(THE DATA Opens)

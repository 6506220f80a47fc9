//! Test doubles shared by the delegation tests

use std::sync::Arc;

use async_trait::async_trait;
use serde_json::{json, Value as JsonValue};

use crate::error::Result;
use crate::llm::{ContentBlock, MessagesRequest, MessagesResponse, ModelClient, Usage};
use crate::tool::{Source, Tool, ToolContext, ToolRegistry, ToolResult};

type Responder = dyn Fn(&MessagesRequest) -> Result<MessagesResponse> + Send + Sync;

/// Model client answering every request with a closure
pub struct FnClient {
    respond: Box<Responder>,
}

impl FnClient {
    #[allow(clippy::new_ret_no_self)]
    pub fn new(
        respond: impl Fn(&MessagesRequest) -> Result<MessagesResponse> + Send + Sync + 'static,
    ) -> Arc<dyn ModelClient> {
        Arc::new(Self {
            respond: Box::new(respond),
        })
    }
}

#[async_trait]
impl ModelClient for FnClient {
    async fn create_message(&self, request: MessagesRequest) -> Result<MessagesResponse> {
        (self.respond)(&request)
    }
}

pub fn respond(content: Vec<ContentBlock>) -> MessagesResponse {
    MessagesResponse {
        id: "msg_test".to_string(),
        model: "test-model".to_string(),
        content,
        stop_reason: None,
        usage: Usage {
            input_tokens: 10,
            output_tokens: 5,
            ..Default::default()
        },
    }
}

pub fn tool_use(id: &str, name: &str, input: JsonValue) -> ContentBlock {
    ContentBlock::ToolUse {
        id: id.to_string(),
        name: name.to_string(),
        input,
    }
}

/// Tool whose behavior depends on its name:
/// `submit` submits a report and records a source, `search` records a
/// source, anything else answers `ok`.
struct Stub(String);

#[async_trait]
impl Tool for Stub {
    fn name(&self) -> &str {
        &self.0
    }

    fn description(&self) -> &str {
        "stub"
    }

    fn input_schema(&self) -> JsonValue {
        json!({"type": "object", "properties": {}})
    }

    async fn execute(&self, _input: JsonValue, ctx: &ToolContext) -> Result<ToolResult> {
        match self.0.as_str() {
            "submit" => {
                ctx.add_source(Source::new("https://example.com/report", "Report", "submit"));
                ctx.submit_report("submitted report");
                Ok(ToolResult::success("submitted"))
            }
            "search" => {
                ctx.add_source(Source::new("https://example.com/result", "Result", "search"));
                Ok(ToolResult::success("found it"))
            }
            _ => Ok(ToolResult::success("ok")),
        }
    }
}

pub fn registry(names: &[&str]) -> ToolRegistry {
    ToolRegistry::from_tools(names.iter().map(|&n| Arc::new(Stub(n.to_string())) as Arc<dyn Tool>))
        .expect("unique stub names")
}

(THE DATA Closes)

#### TASK BRIEF
Return every line above that contains the word "example".

#### PROBLEM SOLUTION
                ctx.add_source(Source::new("https://example.com/report", "Report", "submit"));
                ctx.add_source(Source::new("https://example.com/result", "Result", "search"));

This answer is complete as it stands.